## Records excerpted from a collection
········
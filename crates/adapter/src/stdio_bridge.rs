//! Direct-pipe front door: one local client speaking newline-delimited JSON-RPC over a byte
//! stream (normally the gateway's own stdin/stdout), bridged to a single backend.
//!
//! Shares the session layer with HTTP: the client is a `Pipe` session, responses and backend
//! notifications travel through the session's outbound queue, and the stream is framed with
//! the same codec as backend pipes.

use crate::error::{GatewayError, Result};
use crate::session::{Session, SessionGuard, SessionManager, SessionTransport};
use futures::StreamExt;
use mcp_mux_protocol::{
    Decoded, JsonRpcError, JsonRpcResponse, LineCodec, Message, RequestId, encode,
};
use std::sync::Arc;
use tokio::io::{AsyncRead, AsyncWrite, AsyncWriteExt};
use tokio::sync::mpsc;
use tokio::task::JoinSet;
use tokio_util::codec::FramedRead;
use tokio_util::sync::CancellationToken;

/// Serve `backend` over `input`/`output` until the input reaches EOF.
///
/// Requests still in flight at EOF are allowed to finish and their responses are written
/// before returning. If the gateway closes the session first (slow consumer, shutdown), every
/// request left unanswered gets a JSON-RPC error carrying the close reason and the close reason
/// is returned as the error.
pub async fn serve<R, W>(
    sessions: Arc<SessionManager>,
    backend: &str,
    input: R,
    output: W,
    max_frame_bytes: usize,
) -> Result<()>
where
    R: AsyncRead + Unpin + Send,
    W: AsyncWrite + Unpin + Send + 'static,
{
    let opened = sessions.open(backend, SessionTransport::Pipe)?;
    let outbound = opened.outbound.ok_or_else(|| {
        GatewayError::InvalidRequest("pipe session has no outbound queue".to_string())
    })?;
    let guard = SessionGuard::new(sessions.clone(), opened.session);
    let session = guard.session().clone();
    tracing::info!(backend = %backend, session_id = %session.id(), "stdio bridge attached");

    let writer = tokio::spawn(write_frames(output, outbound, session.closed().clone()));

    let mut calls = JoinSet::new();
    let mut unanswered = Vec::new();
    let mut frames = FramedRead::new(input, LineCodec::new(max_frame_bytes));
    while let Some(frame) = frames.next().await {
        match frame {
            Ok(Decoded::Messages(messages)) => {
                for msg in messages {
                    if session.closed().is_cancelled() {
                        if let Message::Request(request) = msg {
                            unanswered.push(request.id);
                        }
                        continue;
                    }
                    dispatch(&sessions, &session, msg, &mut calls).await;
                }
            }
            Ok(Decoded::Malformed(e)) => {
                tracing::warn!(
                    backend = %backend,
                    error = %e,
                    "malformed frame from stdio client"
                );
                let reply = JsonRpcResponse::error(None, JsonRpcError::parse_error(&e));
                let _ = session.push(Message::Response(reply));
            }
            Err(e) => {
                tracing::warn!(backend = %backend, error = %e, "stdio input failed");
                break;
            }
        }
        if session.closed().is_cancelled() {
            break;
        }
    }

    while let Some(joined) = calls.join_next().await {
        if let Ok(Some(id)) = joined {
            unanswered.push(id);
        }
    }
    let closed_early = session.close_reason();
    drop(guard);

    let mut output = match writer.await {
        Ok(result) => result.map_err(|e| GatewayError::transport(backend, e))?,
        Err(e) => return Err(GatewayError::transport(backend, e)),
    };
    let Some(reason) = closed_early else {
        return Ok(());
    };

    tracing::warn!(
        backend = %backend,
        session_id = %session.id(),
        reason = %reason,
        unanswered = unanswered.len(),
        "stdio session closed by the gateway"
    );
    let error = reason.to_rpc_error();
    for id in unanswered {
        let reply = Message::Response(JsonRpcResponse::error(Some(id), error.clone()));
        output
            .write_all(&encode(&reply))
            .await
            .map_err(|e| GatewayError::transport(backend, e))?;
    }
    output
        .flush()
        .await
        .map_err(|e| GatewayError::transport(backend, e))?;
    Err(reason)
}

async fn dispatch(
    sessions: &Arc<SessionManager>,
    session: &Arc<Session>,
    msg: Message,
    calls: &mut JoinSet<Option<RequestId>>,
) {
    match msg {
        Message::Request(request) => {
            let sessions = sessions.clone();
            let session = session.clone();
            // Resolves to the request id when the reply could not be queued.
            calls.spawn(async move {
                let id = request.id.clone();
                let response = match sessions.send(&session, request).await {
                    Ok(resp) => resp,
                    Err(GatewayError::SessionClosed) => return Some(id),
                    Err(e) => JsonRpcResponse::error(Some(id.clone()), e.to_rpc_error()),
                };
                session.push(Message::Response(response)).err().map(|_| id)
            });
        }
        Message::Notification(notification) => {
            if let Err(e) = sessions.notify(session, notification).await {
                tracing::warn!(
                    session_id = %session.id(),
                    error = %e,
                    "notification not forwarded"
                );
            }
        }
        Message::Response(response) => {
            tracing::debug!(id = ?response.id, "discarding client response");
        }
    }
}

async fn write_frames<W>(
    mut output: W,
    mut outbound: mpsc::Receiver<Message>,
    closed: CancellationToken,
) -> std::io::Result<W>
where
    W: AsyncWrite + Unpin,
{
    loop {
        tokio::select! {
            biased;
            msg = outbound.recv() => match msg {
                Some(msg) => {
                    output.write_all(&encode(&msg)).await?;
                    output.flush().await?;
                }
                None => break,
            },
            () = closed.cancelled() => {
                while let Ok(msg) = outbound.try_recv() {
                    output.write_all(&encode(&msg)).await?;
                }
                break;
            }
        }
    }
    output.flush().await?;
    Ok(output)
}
········
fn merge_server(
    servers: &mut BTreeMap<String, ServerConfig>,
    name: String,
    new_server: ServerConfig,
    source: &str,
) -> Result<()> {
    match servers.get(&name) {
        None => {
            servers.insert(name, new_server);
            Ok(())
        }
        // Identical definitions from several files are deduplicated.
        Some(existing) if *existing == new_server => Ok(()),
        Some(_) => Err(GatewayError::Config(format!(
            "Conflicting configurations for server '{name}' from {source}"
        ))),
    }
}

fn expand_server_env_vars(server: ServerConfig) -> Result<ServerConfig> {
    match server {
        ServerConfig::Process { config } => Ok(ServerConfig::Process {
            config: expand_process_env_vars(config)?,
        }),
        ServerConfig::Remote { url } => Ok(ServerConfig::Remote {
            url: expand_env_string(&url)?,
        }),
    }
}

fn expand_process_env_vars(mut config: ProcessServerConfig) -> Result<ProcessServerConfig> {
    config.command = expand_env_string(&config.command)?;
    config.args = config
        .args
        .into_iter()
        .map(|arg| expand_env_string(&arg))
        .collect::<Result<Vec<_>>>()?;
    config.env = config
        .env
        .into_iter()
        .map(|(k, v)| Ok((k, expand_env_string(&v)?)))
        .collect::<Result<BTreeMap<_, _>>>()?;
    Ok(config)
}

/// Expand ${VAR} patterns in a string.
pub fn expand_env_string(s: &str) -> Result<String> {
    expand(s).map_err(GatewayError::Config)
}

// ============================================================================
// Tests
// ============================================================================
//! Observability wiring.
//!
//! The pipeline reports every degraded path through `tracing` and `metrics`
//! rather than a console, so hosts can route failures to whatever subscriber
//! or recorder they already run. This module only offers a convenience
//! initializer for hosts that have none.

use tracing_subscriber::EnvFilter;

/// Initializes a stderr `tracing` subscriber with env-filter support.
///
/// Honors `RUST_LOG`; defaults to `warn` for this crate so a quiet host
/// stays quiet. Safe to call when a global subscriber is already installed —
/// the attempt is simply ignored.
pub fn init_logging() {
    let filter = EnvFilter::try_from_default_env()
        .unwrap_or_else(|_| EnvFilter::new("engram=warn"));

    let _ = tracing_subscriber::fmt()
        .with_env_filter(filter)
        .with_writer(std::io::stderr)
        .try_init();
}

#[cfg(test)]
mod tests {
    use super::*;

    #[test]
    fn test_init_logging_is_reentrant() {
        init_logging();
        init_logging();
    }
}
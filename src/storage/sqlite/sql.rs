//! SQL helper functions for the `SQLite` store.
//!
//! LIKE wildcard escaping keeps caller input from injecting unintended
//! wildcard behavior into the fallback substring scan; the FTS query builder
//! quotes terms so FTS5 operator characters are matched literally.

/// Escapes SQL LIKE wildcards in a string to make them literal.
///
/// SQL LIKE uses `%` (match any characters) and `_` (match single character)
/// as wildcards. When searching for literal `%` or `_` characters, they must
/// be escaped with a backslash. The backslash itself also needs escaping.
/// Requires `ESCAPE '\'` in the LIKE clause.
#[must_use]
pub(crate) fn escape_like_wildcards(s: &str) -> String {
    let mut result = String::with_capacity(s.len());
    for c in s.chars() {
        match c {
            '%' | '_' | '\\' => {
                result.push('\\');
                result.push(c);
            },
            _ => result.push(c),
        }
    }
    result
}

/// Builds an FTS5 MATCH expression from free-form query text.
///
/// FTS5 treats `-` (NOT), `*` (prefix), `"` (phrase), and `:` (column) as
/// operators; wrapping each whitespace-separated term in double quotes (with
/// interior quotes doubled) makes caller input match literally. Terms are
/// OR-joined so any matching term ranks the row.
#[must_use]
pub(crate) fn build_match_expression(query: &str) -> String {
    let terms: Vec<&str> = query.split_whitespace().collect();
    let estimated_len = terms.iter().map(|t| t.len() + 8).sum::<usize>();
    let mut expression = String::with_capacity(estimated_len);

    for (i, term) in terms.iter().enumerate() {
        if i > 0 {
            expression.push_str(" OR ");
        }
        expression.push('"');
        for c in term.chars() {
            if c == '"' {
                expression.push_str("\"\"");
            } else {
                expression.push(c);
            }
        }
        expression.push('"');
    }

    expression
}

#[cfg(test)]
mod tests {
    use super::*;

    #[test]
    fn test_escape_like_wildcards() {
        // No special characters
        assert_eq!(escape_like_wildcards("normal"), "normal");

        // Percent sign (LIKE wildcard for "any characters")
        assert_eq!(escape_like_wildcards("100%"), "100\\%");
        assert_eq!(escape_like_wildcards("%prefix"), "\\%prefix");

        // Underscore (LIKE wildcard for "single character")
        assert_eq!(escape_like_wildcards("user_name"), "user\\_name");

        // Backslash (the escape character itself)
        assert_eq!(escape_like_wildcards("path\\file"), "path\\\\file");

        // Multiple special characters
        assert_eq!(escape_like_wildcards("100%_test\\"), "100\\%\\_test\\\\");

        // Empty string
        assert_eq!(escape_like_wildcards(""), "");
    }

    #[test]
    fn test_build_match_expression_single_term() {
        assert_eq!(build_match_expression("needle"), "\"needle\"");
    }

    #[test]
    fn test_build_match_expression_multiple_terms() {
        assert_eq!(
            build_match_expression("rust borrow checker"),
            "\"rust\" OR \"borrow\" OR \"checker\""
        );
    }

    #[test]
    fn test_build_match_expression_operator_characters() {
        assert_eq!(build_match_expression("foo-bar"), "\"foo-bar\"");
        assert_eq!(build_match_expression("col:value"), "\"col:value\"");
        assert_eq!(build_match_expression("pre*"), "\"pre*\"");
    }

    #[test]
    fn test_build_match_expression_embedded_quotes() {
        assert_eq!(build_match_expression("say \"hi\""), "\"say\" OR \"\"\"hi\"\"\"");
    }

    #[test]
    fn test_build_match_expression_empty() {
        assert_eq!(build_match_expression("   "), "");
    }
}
········
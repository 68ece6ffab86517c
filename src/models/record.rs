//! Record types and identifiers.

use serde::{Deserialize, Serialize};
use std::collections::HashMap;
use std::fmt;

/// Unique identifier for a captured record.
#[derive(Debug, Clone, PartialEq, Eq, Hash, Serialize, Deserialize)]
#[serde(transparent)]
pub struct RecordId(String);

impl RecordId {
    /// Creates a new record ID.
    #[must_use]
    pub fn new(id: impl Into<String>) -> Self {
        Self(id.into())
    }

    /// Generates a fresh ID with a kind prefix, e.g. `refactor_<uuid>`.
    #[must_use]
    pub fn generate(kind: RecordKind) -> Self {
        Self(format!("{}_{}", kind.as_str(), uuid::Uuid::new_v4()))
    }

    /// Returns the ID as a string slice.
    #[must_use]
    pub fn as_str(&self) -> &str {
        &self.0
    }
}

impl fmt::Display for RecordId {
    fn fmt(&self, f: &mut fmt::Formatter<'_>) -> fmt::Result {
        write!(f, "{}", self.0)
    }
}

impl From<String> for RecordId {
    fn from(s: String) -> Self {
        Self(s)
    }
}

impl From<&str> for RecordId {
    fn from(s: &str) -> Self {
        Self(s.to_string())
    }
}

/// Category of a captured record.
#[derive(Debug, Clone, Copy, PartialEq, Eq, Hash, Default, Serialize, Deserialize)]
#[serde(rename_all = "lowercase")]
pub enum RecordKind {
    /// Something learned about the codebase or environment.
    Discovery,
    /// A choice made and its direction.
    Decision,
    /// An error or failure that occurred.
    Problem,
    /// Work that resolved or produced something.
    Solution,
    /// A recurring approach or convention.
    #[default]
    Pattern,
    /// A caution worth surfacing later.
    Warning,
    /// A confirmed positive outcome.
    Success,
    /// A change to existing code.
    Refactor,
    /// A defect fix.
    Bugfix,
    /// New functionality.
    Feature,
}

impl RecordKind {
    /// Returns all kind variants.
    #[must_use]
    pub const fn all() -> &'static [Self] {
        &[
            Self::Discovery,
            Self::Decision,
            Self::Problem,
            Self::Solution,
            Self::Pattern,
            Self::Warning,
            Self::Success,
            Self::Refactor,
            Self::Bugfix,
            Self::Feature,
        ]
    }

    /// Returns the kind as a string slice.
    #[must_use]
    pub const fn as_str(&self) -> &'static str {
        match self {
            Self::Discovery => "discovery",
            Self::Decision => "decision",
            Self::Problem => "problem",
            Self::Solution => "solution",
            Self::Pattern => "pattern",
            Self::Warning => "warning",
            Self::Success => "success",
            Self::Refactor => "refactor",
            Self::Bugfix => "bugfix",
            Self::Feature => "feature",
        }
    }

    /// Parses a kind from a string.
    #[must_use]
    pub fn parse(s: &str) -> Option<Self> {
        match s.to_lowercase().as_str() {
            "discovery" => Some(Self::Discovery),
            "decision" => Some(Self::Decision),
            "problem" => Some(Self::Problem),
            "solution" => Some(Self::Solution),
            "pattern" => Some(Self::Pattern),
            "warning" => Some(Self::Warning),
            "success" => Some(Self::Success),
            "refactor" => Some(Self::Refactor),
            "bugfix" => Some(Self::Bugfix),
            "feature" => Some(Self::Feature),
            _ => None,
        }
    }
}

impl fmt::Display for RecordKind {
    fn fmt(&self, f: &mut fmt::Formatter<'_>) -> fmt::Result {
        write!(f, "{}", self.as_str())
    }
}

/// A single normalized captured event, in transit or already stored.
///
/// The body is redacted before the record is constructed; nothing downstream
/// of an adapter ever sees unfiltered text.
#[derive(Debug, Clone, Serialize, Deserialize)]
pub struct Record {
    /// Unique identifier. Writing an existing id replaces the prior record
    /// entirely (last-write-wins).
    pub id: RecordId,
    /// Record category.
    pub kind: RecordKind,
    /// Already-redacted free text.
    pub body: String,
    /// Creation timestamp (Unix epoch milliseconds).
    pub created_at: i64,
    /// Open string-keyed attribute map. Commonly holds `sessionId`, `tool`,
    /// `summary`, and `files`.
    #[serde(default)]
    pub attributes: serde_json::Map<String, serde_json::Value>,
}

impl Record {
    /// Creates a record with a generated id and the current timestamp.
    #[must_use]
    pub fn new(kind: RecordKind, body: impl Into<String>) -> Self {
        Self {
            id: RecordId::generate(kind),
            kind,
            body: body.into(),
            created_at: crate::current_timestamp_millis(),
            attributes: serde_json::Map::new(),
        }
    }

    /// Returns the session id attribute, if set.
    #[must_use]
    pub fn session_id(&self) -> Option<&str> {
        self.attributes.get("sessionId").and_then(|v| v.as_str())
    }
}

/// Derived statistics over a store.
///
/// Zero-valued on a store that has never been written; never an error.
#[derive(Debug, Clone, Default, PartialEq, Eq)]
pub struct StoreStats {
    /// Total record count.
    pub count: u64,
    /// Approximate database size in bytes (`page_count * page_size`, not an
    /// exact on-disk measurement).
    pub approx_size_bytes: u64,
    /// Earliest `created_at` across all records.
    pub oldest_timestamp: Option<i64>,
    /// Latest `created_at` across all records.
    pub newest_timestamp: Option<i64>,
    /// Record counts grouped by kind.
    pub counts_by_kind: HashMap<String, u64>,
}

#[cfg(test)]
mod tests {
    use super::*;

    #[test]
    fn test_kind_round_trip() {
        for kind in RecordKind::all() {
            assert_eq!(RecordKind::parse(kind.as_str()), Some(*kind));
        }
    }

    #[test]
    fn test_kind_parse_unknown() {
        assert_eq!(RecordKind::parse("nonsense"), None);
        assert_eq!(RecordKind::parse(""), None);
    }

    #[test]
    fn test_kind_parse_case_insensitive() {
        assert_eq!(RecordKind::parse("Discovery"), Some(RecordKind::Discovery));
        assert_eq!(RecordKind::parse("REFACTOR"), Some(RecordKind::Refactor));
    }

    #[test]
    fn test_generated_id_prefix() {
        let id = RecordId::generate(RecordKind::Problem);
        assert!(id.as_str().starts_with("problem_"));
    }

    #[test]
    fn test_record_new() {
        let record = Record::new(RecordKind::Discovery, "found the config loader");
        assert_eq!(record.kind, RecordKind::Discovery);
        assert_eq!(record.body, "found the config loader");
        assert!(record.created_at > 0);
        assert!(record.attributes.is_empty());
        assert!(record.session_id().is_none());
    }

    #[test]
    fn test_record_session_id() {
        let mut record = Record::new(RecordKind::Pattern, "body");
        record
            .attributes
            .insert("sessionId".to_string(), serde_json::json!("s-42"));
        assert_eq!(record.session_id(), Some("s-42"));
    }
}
········
## What you have to do
Please find every line in the records above that holds the word "CancellationToken" and copy it.

## Answer for the task
use tokio_util::sync::CancellationToken;
    closed: CancellationToken,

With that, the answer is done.